# [EXERCISE DIRECTIONS]
Only the lines holding "collections" are wanted. Copy every one from the records below.

◆ ◆ ◆

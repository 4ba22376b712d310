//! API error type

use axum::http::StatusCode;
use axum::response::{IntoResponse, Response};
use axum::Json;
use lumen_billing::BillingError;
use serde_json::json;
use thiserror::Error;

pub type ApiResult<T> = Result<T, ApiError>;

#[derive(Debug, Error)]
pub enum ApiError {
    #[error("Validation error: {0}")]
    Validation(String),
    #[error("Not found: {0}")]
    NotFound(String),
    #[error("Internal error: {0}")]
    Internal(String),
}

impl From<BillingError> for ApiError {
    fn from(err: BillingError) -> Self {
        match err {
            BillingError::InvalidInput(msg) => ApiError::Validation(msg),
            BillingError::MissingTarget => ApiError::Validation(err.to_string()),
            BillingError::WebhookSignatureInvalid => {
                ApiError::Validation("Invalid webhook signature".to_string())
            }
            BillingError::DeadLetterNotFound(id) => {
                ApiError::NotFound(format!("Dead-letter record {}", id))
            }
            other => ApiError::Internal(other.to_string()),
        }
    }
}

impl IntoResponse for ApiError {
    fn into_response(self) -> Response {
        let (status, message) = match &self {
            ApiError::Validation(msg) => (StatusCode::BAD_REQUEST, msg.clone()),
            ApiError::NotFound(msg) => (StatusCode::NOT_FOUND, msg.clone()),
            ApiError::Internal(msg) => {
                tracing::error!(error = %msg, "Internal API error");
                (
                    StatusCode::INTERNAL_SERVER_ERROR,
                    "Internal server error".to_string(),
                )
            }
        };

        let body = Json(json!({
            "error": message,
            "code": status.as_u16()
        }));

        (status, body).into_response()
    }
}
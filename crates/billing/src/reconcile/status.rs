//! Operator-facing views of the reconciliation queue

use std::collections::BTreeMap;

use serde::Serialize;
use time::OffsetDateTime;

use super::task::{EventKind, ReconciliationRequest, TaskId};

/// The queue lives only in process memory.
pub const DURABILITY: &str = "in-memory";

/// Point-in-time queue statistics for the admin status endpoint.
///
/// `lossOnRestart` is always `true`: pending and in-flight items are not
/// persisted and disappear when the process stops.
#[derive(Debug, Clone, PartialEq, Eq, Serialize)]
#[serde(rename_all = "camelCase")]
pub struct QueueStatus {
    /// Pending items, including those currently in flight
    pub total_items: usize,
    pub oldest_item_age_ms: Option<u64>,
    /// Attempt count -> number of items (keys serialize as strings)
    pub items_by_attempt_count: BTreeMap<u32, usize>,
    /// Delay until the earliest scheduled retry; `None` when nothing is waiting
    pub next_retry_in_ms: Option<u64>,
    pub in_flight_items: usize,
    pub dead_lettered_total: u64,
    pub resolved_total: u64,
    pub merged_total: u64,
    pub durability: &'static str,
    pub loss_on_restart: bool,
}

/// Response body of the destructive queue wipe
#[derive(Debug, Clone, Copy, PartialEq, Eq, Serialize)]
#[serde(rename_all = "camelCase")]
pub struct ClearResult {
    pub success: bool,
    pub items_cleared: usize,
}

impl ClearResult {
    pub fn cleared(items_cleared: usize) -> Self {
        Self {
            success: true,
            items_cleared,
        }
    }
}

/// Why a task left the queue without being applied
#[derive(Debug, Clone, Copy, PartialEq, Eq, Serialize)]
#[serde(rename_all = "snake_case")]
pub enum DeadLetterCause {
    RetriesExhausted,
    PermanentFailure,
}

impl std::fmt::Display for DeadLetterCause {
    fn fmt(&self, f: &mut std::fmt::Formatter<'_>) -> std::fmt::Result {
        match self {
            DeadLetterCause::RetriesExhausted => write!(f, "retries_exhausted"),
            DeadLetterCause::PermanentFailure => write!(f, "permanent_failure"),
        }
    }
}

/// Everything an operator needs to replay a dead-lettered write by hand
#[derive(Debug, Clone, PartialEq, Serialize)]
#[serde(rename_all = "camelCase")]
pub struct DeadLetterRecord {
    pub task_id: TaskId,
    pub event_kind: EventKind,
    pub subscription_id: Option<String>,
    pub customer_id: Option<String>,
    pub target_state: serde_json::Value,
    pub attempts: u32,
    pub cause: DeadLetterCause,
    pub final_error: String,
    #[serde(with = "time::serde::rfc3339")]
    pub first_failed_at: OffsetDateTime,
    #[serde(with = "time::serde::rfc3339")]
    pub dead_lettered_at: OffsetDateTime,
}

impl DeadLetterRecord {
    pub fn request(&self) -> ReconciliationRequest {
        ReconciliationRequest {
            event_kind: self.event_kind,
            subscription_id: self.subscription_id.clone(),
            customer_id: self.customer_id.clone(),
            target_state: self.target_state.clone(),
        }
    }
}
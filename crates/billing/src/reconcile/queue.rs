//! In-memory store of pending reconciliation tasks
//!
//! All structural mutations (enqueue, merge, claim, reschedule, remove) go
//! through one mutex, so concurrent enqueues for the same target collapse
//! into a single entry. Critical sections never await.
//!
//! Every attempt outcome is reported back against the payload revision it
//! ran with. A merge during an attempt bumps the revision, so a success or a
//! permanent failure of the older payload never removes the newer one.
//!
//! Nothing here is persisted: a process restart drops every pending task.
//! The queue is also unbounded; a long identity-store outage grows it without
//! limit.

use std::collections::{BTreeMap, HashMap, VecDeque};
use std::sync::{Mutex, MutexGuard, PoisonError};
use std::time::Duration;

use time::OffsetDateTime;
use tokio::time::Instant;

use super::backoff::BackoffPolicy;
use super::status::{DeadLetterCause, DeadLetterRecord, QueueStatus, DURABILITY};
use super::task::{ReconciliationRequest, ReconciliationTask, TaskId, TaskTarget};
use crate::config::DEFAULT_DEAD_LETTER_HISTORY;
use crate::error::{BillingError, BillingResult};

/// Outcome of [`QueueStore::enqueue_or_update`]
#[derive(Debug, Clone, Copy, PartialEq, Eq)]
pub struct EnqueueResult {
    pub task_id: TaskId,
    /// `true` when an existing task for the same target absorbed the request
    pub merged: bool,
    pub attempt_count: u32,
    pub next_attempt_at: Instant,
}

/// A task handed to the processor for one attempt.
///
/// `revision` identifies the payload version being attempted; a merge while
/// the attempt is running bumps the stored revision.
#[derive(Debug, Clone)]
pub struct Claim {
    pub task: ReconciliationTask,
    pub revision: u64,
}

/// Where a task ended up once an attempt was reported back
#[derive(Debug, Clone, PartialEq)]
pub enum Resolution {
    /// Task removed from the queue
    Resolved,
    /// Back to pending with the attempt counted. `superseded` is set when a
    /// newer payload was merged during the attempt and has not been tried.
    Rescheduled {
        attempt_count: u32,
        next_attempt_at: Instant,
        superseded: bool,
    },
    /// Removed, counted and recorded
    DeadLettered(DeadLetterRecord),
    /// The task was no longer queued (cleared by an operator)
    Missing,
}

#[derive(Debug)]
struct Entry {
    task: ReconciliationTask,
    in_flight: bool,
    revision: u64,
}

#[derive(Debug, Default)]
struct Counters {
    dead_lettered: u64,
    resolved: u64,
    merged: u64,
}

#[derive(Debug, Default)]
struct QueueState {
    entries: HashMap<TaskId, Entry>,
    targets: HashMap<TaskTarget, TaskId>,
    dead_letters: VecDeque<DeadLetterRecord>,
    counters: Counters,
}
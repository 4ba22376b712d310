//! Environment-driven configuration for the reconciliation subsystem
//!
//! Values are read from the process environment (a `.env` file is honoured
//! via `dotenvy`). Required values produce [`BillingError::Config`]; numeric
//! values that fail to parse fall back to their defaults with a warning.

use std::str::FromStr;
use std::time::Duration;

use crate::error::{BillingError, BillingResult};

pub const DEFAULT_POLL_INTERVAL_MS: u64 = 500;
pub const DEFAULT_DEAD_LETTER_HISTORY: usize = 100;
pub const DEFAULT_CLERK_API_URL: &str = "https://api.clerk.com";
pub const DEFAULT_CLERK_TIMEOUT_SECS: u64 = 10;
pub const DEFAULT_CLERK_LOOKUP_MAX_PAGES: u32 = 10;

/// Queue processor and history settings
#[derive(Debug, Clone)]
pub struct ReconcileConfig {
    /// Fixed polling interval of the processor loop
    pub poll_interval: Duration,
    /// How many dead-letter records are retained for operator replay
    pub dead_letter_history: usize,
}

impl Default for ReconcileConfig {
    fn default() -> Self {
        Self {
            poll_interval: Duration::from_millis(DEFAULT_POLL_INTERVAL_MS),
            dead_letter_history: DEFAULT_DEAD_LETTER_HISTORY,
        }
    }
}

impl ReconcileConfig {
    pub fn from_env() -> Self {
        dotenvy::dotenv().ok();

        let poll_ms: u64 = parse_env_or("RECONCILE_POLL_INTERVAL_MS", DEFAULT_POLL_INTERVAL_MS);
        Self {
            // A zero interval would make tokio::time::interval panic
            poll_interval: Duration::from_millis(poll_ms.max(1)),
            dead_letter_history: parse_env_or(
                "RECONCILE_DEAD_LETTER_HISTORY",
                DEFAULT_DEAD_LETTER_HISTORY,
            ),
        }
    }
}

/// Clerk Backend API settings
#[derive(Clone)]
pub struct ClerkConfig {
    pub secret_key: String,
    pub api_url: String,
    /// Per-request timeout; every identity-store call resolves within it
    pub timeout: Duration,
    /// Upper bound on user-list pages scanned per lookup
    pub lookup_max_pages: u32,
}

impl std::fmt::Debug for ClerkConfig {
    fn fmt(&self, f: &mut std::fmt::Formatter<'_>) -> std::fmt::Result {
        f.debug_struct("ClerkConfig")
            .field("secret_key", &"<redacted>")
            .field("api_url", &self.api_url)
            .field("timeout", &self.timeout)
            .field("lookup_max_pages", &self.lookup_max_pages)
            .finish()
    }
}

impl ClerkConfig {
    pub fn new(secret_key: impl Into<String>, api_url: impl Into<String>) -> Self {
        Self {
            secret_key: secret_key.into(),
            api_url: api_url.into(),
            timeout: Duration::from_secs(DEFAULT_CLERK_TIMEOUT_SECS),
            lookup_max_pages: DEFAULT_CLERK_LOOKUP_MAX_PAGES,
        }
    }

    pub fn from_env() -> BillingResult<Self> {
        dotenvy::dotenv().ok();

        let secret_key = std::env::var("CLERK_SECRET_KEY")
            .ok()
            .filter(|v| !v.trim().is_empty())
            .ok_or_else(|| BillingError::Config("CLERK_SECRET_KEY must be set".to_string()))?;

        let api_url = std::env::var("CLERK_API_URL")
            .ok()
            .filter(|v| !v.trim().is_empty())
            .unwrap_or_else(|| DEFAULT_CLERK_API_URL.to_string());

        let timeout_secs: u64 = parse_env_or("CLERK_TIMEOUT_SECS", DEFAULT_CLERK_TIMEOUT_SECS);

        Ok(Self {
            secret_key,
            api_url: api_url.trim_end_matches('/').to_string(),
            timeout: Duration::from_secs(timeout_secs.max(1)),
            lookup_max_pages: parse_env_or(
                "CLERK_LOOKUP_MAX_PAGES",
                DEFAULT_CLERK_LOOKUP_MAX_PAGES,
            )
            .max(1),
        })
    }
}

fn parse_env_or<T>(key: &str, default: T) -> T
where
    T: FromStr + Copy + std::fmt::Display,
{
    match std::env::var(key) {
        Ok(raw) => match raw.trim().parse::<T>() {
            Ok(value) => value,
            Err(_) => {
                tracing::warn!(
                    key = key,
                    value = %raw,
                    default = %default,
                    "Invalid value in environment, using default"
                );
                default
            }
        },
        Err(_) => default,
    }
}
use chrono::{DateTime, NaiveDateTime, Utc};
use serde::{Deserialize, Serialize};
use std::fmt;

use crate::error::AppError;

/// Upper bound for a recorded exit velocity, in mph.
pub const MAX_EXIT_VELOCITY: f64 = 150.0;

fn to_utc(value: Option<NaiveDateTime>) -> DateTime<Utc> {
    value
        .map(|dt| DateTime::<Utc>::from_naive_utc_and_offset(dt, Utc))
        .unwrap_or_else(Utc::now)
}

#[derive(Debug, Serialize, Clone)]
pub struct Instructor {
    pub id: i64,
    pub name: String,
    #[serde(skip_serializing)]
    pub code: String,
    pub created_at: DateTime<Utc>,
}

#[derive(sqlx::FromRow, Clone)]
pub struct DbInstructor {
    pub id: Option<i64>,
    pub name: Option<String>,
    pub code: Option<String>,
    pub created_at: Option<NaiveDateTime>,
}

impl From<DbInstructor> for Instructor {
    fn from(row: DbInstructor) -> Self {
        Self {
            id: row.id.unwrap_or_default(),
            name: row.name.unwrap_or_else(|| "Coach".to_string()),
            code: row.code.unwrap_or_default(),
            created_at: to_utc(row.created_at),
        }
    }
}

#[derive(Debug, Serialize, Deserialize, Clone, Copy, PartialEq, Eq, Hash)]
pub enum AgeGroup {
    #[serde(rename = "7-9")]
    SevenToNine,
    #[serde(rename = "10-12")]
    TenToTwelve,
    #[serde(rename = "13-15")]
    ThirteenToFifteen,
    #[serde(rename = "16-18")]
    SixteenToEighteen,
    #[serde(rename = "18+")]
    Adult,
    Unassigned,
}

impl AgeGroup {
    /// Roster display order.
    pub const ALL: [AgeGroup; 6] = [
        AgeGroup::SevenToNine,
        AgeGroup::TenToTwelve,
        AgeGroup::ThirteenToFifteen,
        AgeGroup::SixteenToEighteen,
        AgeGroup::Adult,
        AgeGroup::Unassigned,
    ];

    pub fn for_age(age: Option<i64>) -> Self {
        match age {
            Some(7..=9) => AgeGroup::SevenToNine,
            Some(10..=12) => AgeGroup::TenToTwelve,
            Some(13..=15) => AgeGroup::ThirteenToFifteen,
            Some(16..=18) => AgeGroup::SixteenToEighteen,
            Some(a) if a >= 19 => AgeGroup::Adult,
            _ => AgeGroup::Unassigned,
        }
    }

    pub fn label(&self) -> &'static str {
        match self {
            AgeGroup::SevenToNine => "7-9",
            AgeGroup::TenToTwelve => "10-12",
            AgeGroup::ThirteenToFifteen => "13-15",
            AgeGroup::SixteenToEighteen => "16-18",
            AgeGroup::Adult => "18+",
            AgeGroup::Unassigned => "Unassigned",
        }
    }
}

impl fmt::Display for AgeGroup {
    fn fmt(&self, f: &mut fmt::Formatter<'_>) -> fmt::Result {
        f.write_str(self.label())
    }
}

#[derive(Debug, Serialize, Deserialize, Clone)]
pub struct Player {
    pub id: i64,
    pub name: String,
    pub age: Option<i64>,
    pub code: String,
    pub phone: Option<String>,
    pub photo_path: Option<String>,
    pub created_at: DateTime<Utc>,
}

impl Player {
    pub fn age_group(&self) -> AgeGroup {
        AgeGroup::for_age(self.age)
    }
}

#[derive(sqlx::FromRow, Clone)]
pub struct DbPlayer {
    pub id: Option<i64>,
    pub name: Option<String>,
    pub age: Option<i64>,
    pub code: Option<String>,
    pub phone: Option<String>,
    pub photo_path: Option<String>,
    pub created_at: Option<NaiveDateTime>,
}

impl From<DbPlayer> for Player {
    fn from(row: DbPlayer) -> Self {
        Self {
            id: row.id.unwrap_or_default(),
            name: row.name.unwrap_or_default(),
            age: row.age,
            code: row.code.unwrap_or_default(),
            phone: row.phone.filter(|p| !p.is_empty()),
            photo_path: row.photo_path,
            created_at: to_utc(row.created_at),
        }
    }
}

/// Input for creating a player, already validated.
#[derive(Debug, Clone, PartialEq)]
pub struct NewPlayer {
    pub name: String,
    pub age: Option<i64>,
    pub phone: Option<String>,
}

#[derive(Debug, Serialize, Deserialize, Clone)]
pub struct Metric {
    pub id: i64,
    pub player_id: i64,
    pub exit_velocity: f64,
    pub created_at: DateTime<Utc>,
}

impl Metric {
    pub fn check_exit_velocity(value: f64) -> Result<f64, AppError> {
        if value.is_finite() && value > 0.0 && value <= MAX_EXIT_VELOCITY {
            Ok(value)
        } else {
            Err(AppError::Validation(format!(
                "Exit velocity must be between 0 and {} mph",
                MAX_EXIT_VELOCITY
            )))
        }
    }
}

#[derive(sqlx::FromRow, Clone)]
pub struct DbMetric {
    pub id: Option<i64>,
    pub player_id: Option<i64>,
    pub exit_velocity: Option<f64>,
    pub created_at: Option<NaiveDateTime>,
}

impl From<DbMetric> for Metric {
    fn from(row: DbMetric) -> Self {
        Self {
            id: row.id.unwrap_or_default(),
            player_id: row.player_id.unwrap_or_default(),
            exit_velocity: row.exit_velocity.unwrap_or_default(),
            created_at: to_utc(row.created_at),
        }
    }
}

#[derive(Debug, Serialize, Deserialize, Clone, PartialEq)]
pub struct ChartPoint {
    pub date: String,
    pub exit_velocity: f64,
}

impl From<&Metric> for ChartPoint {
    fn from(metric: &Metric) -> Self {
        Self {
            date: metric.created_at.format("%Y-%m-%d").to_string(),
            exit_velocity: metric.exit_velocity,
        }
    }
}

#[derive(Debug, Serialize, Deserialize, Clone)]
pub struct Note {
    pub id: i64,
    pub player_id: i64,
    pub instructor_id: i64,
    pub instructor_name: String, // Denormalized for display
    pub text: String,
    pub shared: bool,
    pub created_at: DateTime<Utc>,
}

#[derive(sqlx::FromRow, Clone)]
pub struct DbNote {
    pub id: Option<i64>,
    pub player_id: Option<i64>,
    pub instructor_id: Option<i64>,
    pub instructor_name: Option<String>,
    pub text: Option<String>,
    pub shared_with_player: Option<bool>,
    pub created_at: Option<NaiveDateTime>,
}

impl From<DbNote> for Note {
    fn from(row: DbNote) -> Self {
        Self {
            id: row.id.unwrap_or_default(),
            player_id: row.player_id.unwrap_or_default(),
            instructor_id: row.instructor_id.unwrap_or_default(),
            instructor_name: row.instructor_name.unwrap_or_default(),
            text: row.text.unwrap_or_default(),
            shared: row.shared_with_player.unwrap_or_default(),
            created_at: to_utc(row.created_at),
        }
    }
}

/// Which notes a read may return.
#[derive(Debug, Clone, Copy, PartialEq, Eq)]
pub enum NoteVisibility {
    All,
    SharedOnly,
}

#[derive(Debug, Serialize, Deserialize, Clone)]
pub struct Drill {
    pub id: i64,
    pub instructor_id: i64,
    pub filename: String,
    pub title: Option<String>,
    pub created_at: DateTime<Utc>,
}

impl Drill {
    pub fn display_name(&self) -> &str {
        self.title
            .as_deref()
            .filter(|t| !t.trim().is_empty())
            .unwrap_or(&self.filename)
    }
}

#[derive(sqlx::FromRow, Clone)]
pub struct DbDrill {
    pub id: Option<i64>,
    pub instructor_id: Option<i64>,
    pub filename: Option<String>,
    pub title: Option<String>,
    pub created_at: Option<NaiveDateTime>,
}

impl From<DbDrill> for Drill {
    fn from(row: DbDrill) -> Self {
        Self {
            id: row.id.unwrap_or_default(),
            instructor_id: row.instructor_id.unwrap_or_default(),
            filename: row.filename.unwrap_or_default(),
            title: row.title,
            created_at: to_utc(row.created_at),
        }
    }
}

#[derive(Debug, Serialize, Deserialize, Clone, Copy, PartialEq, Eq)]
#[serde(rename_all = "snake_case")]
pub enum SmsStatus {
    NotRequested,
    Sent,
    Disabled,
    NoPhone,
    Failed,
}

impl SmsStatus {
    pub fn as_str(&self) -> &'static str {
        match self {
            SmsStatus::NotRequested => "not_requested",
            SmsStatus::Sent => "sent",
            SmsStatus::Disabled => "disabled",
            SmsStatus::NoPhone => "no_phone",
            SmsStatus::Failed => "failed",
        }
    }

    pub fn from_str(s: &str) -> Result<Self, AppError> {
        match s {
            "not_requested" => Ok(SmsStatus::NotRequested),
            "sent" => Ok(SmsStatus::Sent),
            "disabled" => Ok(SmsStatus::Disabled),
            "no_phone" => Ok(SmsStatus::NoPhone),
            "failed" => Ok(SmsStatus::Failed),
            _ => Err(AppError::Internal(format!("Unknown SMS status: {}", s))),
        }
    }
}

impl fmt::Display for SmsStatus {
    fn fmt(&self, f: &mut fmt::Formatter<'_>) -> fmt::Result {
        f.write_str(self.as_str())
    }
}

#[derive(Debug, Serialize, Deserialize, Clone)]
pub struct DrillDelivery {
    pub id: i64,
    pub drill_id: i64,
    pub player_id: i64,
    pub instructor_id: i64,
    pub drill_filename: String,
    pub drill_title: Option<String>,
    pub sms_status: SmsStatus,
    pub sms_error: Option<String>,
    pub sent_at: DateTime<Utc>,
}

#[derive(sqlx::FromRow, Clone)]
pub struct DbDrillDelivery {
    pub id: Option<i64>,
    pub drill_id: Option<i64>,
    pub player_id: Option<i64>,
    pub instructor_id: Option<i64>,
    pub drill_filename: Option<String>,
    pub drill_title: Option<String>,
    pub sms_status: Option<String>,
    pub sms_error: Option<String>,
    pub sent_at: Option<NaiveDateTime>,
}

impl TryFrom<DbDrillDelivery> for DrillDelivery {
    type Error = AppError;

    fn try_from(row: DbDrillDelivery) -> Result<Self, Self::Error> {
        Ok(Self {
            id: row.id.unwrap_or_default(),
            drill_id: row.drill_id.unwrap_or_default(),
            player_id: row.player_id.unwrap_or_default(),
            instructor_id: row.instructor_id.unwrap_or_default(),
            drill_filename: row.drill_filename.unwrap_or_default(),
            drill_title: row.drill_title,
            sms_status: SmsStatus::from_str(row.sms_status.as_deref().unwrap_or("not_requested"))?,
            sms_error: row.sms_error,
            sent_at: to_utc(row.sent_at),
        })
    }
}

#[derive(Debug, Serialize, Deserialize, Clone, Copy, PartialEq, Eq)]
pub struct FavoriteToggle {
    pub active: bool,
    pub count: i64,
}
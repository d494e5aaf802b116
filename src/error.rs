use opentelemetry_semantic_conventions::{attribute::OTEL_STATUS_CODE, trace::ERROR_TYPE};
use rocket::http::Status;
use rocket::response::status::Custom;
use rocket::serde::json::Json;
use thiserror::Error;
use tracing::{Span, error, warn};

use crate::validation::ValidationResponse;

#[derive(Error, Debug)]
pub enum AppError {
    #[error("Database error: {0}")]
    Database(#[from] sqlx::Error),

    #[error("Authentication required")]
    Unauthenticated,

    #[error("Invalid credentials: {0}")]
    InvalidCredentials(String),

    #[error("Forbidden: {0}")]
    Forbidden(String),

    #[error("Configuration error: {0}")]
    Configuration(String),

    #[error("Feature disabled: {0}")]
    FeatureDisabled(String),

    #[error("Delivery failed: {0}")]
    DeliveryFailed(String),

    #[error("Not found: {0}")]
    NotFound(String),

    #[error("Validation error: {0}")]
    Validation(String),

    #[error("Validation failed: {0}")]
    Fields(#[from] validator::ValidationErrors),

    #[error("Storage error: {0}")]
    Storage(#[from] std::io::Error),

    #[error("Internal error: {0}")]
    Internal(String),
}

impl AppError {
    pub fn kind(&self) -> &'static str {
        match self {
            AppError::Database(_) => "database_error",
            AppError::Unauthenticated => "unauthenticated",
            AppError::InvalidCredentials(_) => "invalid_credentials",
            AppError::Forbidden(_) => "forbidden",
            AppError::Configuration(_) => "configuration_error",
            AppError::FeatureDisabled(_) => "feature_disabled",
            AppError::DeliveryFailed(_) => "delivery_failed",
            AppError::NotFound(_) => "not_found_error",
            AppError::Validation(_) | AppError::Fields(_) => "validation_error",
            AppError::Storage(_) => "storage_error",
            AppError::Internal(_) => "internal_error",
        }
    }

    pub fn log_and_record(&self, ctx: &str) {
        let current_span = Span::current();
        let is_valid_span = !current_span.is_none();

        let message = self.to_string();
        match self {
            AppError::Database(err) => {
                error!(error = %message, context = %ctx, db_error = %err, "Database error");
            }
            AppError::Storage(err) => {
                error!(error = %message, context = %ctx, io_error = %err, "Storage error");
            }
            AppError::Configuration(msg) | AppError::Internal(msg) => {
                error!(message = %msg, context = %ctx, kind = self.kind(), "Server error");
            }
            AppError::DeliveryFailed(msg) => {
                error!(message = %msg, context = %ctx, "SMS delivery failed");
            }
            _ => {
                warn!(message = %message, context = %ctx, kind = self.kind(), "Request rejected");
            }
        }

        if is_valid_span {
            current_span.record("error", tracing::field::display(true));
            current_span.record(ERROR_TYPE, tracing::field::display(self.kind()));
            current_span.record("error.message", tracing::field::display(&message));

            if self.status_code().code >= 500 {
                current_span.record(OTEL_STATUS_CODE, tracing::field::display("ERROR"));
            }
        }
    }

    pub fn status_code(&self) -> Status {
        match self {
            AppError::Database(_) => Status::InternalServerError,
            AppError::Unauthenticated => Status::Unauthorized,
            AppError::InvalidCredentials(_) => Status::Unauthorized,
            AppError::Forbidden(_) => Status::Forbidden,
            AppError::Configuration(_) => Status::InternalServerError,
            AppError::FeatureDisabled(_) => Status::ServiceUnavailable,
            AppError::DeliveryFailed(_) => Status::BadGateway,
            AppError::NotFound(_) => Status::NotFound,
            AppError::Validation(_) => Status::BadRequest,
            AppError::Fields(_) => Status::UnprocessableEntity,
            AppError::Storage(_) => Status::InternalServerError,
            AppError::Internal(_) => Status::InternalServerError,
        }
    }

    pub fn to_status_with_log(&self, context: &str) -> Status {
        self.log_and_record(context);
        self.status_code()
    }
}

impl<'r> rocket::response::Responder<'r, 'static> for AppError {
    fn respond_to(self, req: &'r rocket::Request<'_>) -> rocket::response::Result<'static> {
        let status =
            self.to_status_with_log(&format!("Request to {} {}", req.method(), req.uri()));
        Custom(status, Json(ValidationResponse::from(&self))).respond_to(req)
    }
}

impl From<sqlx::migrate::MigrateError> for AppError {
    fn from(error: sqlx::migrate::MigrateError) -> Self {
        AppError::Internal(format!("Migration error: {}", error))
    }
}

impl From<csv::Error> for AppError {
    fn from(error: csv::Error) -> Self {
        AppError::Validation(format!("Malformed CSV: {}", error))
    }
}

◆ ◆ ◆

# [TASK RESULT]
use std::collections::BTreeMap;
use std::collections::{BTreeMap, HashMap, VecDeque};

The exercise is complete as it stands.